As a tribute to Clark’s life, a 30-foot mural was installed in 2023 beside the Septima Clark Auditorium. The mural, based on Natalie Daise’s “Saint Septima with Carolina Jasmine,” is also a call to action.
Sweetgrass and Carolina jasmine let us know that we are, indeed, in the Lowcountry. But the presence of Septima Poinsette Clark—composed, serene, contemplative—now in the halls of the College of Charleston’s Education Center reminds us of something more profound: our moral imperative to pick up the mantle of the yet-unfinished freedom struggle, both in the Lowcountry and in the world writ large. The new mural of Septima Clark, installed by the Committee on Commemoration and Landscapes in February 2023, celebrates her work as an educator and civil rights organizer, but it also calls for us to follow in her footsteps and be better for it.
I recently spoke to Natalie Daise, the artist who designed the mural that now graces the Education Center’s walls. She told me that she had kept a copy of Brian Lanker’s book, I Dream a World: Portraits of Black Women Who Changed America, for years before Lanker’s stunning photograph of Clark, which appears on the book’s cover, inspired the first portrait in her Sweetgrass Saints series: “Saint Septima.” Daise’s portraits in acrylic and gold leaf honor African American icons in the Lowcountry, from Septima Clark and Robert Smalls to Harriet Tubman and Charlotte Forten. Behind each icon Daise paints halos of woven sweetgrass, and the portraits are adorned with starlit skies, doves mid-flight, and flowers that cascade from the heavens. These are saints, not merely in the Catholic sense of the word, but because of their moral stands against oppression—the path to liberation was not easy (far from it), but it was righteous.
Daise gravitates to painting portraits out of a love for hearing and telling stories: “so many stories are stored in the fold of an eyelid and the curve of a lip. And I love hands—how they store potential energy that might spring any moment into action.” In “Saint Septima,” Daise captures the depths of Clark’s grace and power—her chin lightly rests on her fingertips, her head is held high, her eyes look to what is coming up ahead with the kind of quiet resolve that embodies what James Baldwin once told Nikki Giovanni: “What you have to do is make it possible for others to live. You know, that’s the only reason to be here.” Each of Daise’s brushstrokes felt, she said, “like meditation,” a testament to her sensibilities as an artist but also her admiration and gratitude for her ancestors who made it possible for her to live, in the deepest sense of what it means to live and to be.

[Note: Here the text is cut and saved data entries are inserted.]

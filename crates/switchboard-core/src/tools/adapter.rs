//! One adapter per engine kind, picked from its static capabilities.

use std::future::Future;
use std::pin::Pin;
use std::time::Instant;

use log::{debug, warn};

use super::bridge::SessionPort;
use super::call::{CallState, ToolCall};
use super::simulate::{extract_result, rewrite_prompt};
use super::{ExecutionMode, ToolContext, ToolDescriptor, ToolOutput};
use crate::conversation::{DiagnosticKind, Role, ToolResult, TurnContent};
use crate::engines::EngineKind;
use crate::error::{CoreError, Result};

pub type AdapterFuture<'a> = Pin<Box<dyn Future<Output = Result<ToolResult>> + Send + 'a>>;

/// Carries a dispatched call to an executed, standardized result.
pub trait EngineAdapter: Send + Sync {
    fn engine(&self) -> EngineKind;

    fn mode(&self) -> ExecutionMode;

    /// Tools from `registered` this engine can use.
    fn list_available(&self, registered: &[ToolDescriptor]) -> Vec<ToolDescriptor> {
        registered
            .iter()
            .filter(|d| d.is_available_on(self.engine()))
            .cloned()
            .collect()
    }

    /// Run the dispatched call with the handler's `output`. Leaves the call executed.
    fn execute<'a>(
        &'a self,
        ctx: &'a ToolContext,
        descriptor: &'a ToolDescriptor,
        call: &'a mut ToolCall,
        output: ToolOutput,
        port: &'a dyn SessionPort,
    ) -> AdapterFuture<'a>;

    /// Hand the standardized result to the session.
    fn deliver(
        &self,
        ctx: &ToolContext,
        call: &ToolCall,
        result: &ToolResult,
        port: &dyn SessionPort,
    ) -> Result<()>;
}

pub(super) fn advance(
    call: &mut ToolCall,
    next: CallState,
    ctx: &ToolContext,
    port: &dyn SessionPort,
) -> Result<()> {
    call.advance(next)?;
    port.publish_call(&ctx.session_id, call)
}

fn record_invocation(ctx: &ToolContext, call: &mut ToolCall, port: &dyn SessionPort) -> Result<()> {
    if call.recorded {
        return Ok(());
    }
    port.record_invocation(&ctx.session_id, call.invocation())?;
    call.recorded = true;
    Ok(())
}

fn record_result(ctx: &ToolContext, result: &ToolResult, port: &dyn SessionPort) -> Result<()> {
    port.record_result(&ctx.session_id, result.clone())
}

/// Engines that speak structured tool calls. Results pass through unchanged.
#[derive(Debug, Clone, Copy)]
pub struct NativeAdapter {
    engine: EngineKind,
}

impl NativeAdapter {
    pub fn new(engine: EngineKind) -> Self {
        Self { engine }
    }
}

impl EngineAdapter for NativeAdapter {
    fn engine(&self) -> EngineKind {
        self.engine
    }

    fn mode(&self) -> ExecutionMode {
        ExecutionMode::Native
    }

    fn execute<'a>(
        &'a self,
        ctx: &'a ToolContext,
        _descriptor: &'a ToolDescriptor,
        call: &'a mut ToolCall,
        output: ToolOutput,
        port: &'a dyn SessionPort,
    ) -> AdapterFuture<'a> {
        Box::pin(async move {
            record_invocation(ctx, call, port)?;
            advance(call, CallState::NativeExecuted, ctx, port)?;
            Ok(ToolResult {
                invocation_id: call.invocation_id.clone(),
                output: output.text,
                is_error: output.is_error,
            })
        })
    }

    fn deliver(
        &self,
        ctx: &ToolContext,
        call: &ToolCall,
        result: &ToolResult,
        port: &dyn SessionPort,
    ) -> Result<()> {
        record_result(ctx, result, port)?;
        // The engine's stdin is closed once a run starts, so the result rides
        // along with the next prompt on the resumed conversation.
        let label = if result.is_error { "failed" } else { "returned" };
        port.inject(
            &ctx.session_id,
            &format!(
                "Tool `{}` (call {}) {}:\n{}",
                call.tool_name, call.invocation_id, label, result.output
            ),
        )
    }
}

/// Engines without structured tool calls: prompt rewriting plus reply scanning.
#[derive(Debug, Clone, Copy)]
pub struct SimulatedAdapter {
    engine: EngineKind,
}

impl SimulatedAdapter {
    pub fn new(engine: EngineKind) -> Self {
        Self { engine }
    }
}

impl EngineAdapter for SimulatedAdapter {
    fn engine(&self) -> EngineKind {
        self.engine
    }

    fn mode(&self) -> ExecutionMode {
        ExecutionMode::Simulated
    }

    fn execute<'a>(
        &'a self,
        ctx: &'a ToolContext,
        descriptor: &'a ToolDescriptor,
        call: &'a mut ToolCall,
        output: ToolOutput,
        port: &'a dyn SessionPort,
    ) -> AdapterFuture<'a> {
        Box::pin(async move {
            record_invocation(ctx, call, port)?;
            let prompt = rewrite_prompt(descriptor, call, &output);

            let waiting = Instant::now();
            let reply = port.prompt_and_collect(&ctx.session_id, prompt).await?;
            call.waited += waiting.elapsed();
            advance(call, CallState::SimulatedExecuted, ctx, port)?;

            match extract_result(&reply, &call.invocation_id) {
                Some(text) => {
                    debug!("Extracted simulated result for {}", call.invocation_id);
                    Ok(ToolResult {
                        invocation_id: call.invocation_id.clone(),
                        output: text,
                        is_error: output.is_error,
                    })
                }
                None => {
                    warn!(
                        "No delimited result for {} call {} in {} reply",
                        call.tool_name, call.invocation_id, self.engine
                    );
                    port.append_turn(
                        &ctx.session_id,
                        Role::System,
                        TurnContent::diagnostic(
                            DiagnosticKind::SimulationParseError,
                            format!(
                                "no delimited result for {} call {}; reply kept as plain text",
                                call.tool_name, call.invocation_id
                            ),
                            Some(reply),
                        ),
                    )?;
                    Err(CoreError::SimulationParse {
                        tool_name: call.tool_name.clone(),
                        invocation_id: call.invocation_id.clone(),
                    })
                }
            }
        })
    }

    fn deliver(
        &self,
        ctx: &ToolContext,
        _call: &ToolCall,
        result: &ToolResult,
        port: &dyn SessionPort,
    ) -> Result<()> {
        // The engine already saw the output in the rewritten prompt.
        record_result(ctx, result, port)
    }
}
//! Time and timestamp helpers.

use chrono::NaiveDateTime;

/// Wall-clock start time in the venue's local time zone, as published by the
/// events API (`start.local`).
pub type LocalTimestamp = NaiveDateTime;

/// Format a local timestamp for display (e.g. `Sat, 1 Jun 2024, 19:00`).
#[must_use]
pub fn display_local(ts: &LocalTimestamp) -> String {
    ts.format("%a, %-d %b %Y, %H:%M").to_string()
}
//! Discovery feed: the paginated, accumulating list of search results.
//!
//! [`Feed`] is a pure state machine. A query is split into two halves so the
//! caller can await the network in between without holding any lock:
//!
//! 1. [`Feed::start_query`] (or [`Feed::start_search`] /
//!    [`Feed::start_load_more`]) validates the action, moves the status to a
//!    loading variant, and returns the [`PageRequest`] to send upstream.
//! 2. [`Feed::complete`] or [`Feed::fail`] applies the outcome and leaves the
//!    loading status.
//!
//! While a query is in flight every new query is rejected with
//! [`QueryRejected::Busy`]. That gate is the only overlap protection: there is
//! no cancellation, so a query that never resolves keeps the feed loading.

use serde::Serialize;

use crate::error::ValidationError;
use crate::event::EventRecord;
use crate::expansion::Expansions;
use crate::filter::SearchFilter;
use crate::id::EventId;
use crate::page::{Page, PageRequest};

/// Message shown for every failed query, whatever went wrong upstream.
pub const LOAD_FAILED_MESSAGE: &str = "Failed to load events";

/// Where the feed is in its query lifecycle.
#[derive(Debug, Clone, PartialEq, Eq, Default, Serialize)]
#[serde(tag = "state", content = "message", rename_all = "snake_case")]
pub enum FeedStatus {
    /// Nothing in flight; more pages may be available.
    #[default]
    Idle,
    /// Fetching the first page of a new search.
    SearchingFirstPage,
    /// Fetching a continuation page.
    LoadingNextPage,
    /// The last query failed.
    Failed(String),
    /// The last page said there is nothing more to load.
    Exhausted,
}

impl FeedStatus {
    #[must_use]
    pub fn is_loading(&self) -> bool {
        matches!(self, Self::SearchingFirstPage | Self::LoadingNextPage)
    }

    #[must_use]
    pub fn error(&self) -> Option<&str> {
        match self {
            Self::Failed(message) => Some(message),
            _ => None,
        }
    }
}

/// Why a query was not started.
#[derive(Debug, Clone, PartialEq, Eq, thiserror::Error)]
pub enum QueryRejected {
    /// Another query is still in flight.
    #[error("a query is already in flight")]
    Busy,
    /// The last page reported no more results.
    #[error("no more results to load")]
    NothingMore,
    /// The requested page number is invalid.
    #[error("invalid query")]
    Invalid(#[from] ValidationError),
}

#[derive(Debug, Clone)]
struct InFlight {
    request: PageRequest,
    filter: SearchFilter,
    is_new_search: bool,
}

/// State of the discovery view.
#[derive(Debug, Clone, Serialize)]
pub struct Feed {
    /// Filter as currently edited by the user.
    filter: SearchFilter,
    /// Filter snapshot the current result list was searched with.
    active_filter: SearchFilter,
    page_number: u32,
    has_more: bool,
    status: FeedStatus,
    events: Vec<EventRecord>,
    expansions: Expansions,
    #[serde(skip)]
    in_flight: Option<InFlight>,
}

impl Default for Feed {
    fn default() -> Self {
        Self {
            filter: SearchFilter::default(),
            active_filter: SearchFilter::default(),
            page_number: 1,
            has_more: true,
            status: FeedStatus::Idle,
            events: Vec::new(),
            expansions: Expansions::default(),
            in_flight: None,
        }
    }
}

impl Feed {
    #[must_use]
    pub fn filter(&self) -> &SearchFilter {
        &self.filter
    }

    #[must_use]
    pub fn active_filter(&self) -> &SearchFilter {
        &self.active_filter
    }

    #[must_use]
    pub fn page_number(&self) -> u32 {
        self.page_number
    }

    #[must_use]
    pub fn has_more(&self) -> bool {
        self.has_more
    }

    #[must_use]
    pub fn status(&self) -> &FeedStatus {
        &self.status
    }

    #[must_use]
    pub fn events(&self) -> &[EventRecord] {
        &self.events
    }

    #[must_use]
    pub fn is_loading(&self) -> bool {
        self.status.is_loading()
    }

    #[must_use]
    pub fn error(&self) -> Option<&str> {
        self.status.error()
    }

    #[must_use]
    pub fn is_expanded(&self, id: &EventId) -> bool {
        self.expansions.is_expanded(id)
    }

    /// Whether the load-more control is enabled.
    #[must_use]
    pub fn can_load_more(&self) -> bool {
        self.has_more && !self.is_loading()
    }

    pub fn set_location(&mut self, value: impl Into<String>) {
        self.filter.set_location(value);
    }

    pub fn set_keyword(&mut self, value: impl Into<String>) {
        self.filter.set_keyword(value);
    }

    /// Start fetching `page`.
    ///
    /// A new search snapshots the edited filter; a continuation reuses the
    /// filter of the search that produced the current list.
    ///
    /// # Errors
    ///
    /// [`QueryRejected::Busy`] while another query is in flight,
    /// [`QueryRejected::Invalid`] when `page` is 0. State is untouched in
    /// both cases.
    pub fn start_query(
        &mut self,
        page: u32,
        is_new_search: bool,
    ) -> Result<PageRequest, QueryRejected> {
        if self.is_loading() {
            return Err(QueryRejected::Busy);
        }
        let filter = if is_new_search {
            self.filter.clone()
        } else {
            self.active_filter.clone()
        };
        let request = PageRequest::new(&filter, page)?;
        self.status = if is_new_search || page == 1 {
            FeedStatus::SearchingFirstPage
        } else {
            FeedStatus::LoadingNextPage
        };
        self.in_flight = Some(InFlight {
            request: request.clone(),
            filter,
            is_new_search,
        });
        Ok(request)
    }

    /// Start a new search from page 1 with the edited filter.
    ///
    /// # Errors
    ///
    /// [`QueryRejected::Busy`] while another query is in flight.
    pub fn start_search(&mut self) -> Result<PageRequest, QueryRejected> {
        self.start_query(1, true)
    }

    /// Start fetching the page after the current one.
    ///
    /// # Errors
    ///
    /// [`QueryRejected::Busy`] while another query is in flight,
    /// [`QueryRejected::NothingMore`] once the last page said so or the
    /// page number cannot grow any further.
    pub fn start_load_more(&mut self) -> Result<PageRequest, QueryRejected> {
        if self.is_loading() {
            return Err(QueryRejected::Busy);
        }
        if !self.has_more {
            return Err(QueryRejected::NothingMore);
        }
        let Some(next) = self.page_number.checked_add(1) else {
            return Err(QueryRejected::NothingMore);
        };
        self.start_query(next, false)
    }

    /// Apply a successful response to the in-flight query.
    ///
    /// The first page of a search replaces the list and collapses every
    /// description; any later page is appended as-is, duplicates included.
    /// Returns `false` (and changes nothing) when no query is in flight.
    pub fn complete(&mut self, page: Page) -> bool {
        let Some(in_flight) = self.in_flight.take() else {
            return false;
        };
        if in_flight.is_new_search || in_flight.request.page == 1 {
            self.events = page.events;
            self.expansions.clear();
            self.active_filter = in_flight.filter;
        } else {
            self.events.extend(page.events);
        }
        self.page_number = in_flight.request.page;
        self.has_more = page.has_more;
        self.status = if self.has_more {
            FeedStatus::Idle
        } else {
            FeedStatus::Exhausted
        };
        true
    }

    /// Record a failure of the in-flight query.
    ///
    /// Results, `has_more` and the page number keep their pre-query values.
    /// Returns `false` (and changes nothing) when no query is in flight.
    pub fn fail(&mut self) -> bool {
        if self.in_flight.take().is_none() {
            return false;
        }
        self.status = FeedStatus::Failed(LOAD_FAILED_MESSAGE.to_string());
        true
    }

    /// Flip the description expansion of every listed event with `id`.
    ///
    /// Returns the new expansion, or `None` when no listed event has `id`.
    pub fn toggle_expanded(&mut self, id: &EventId) -> Option<bool> {
        if !self.events.iter().any(|event| &event.id == id) {
            return None;
        }
        Some(self.expansions.toggle(id))
    }
}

When I first saw Lanker’s photograph of Clark and then Daise’s painting and mural, I thought about Kara Walker’s art, in particular her disturbing, large-scale installations of scenes from the antebellum South rendered in black silhouettes. This resonance was merely a matter of form, however. Walker’s silhouettes are, as she puts it, a “blank space that you [can] project your desires into.” Though Lanker and Daise depict Clark in profile, unlike Walker’s silhouettes, many of which are also done in profile, Clark is no empty vessel or black void. Clark refuses that void. She, in her quiet dignity, lets us know unequivocally who she is and the legacy she has left to us. She inspires us to imagine a more just and beautiful world. She shows us that we can dismantle systems of oppression that harm so many people for the benefit of the most powerful among us. For this reason, the installation of this new mural is not merely a cosmetic change to the campus. It is not just a thing of beauty. It is a vital and necessary reminder of what we, as a campus, as a nation, as citizens of the world, can become.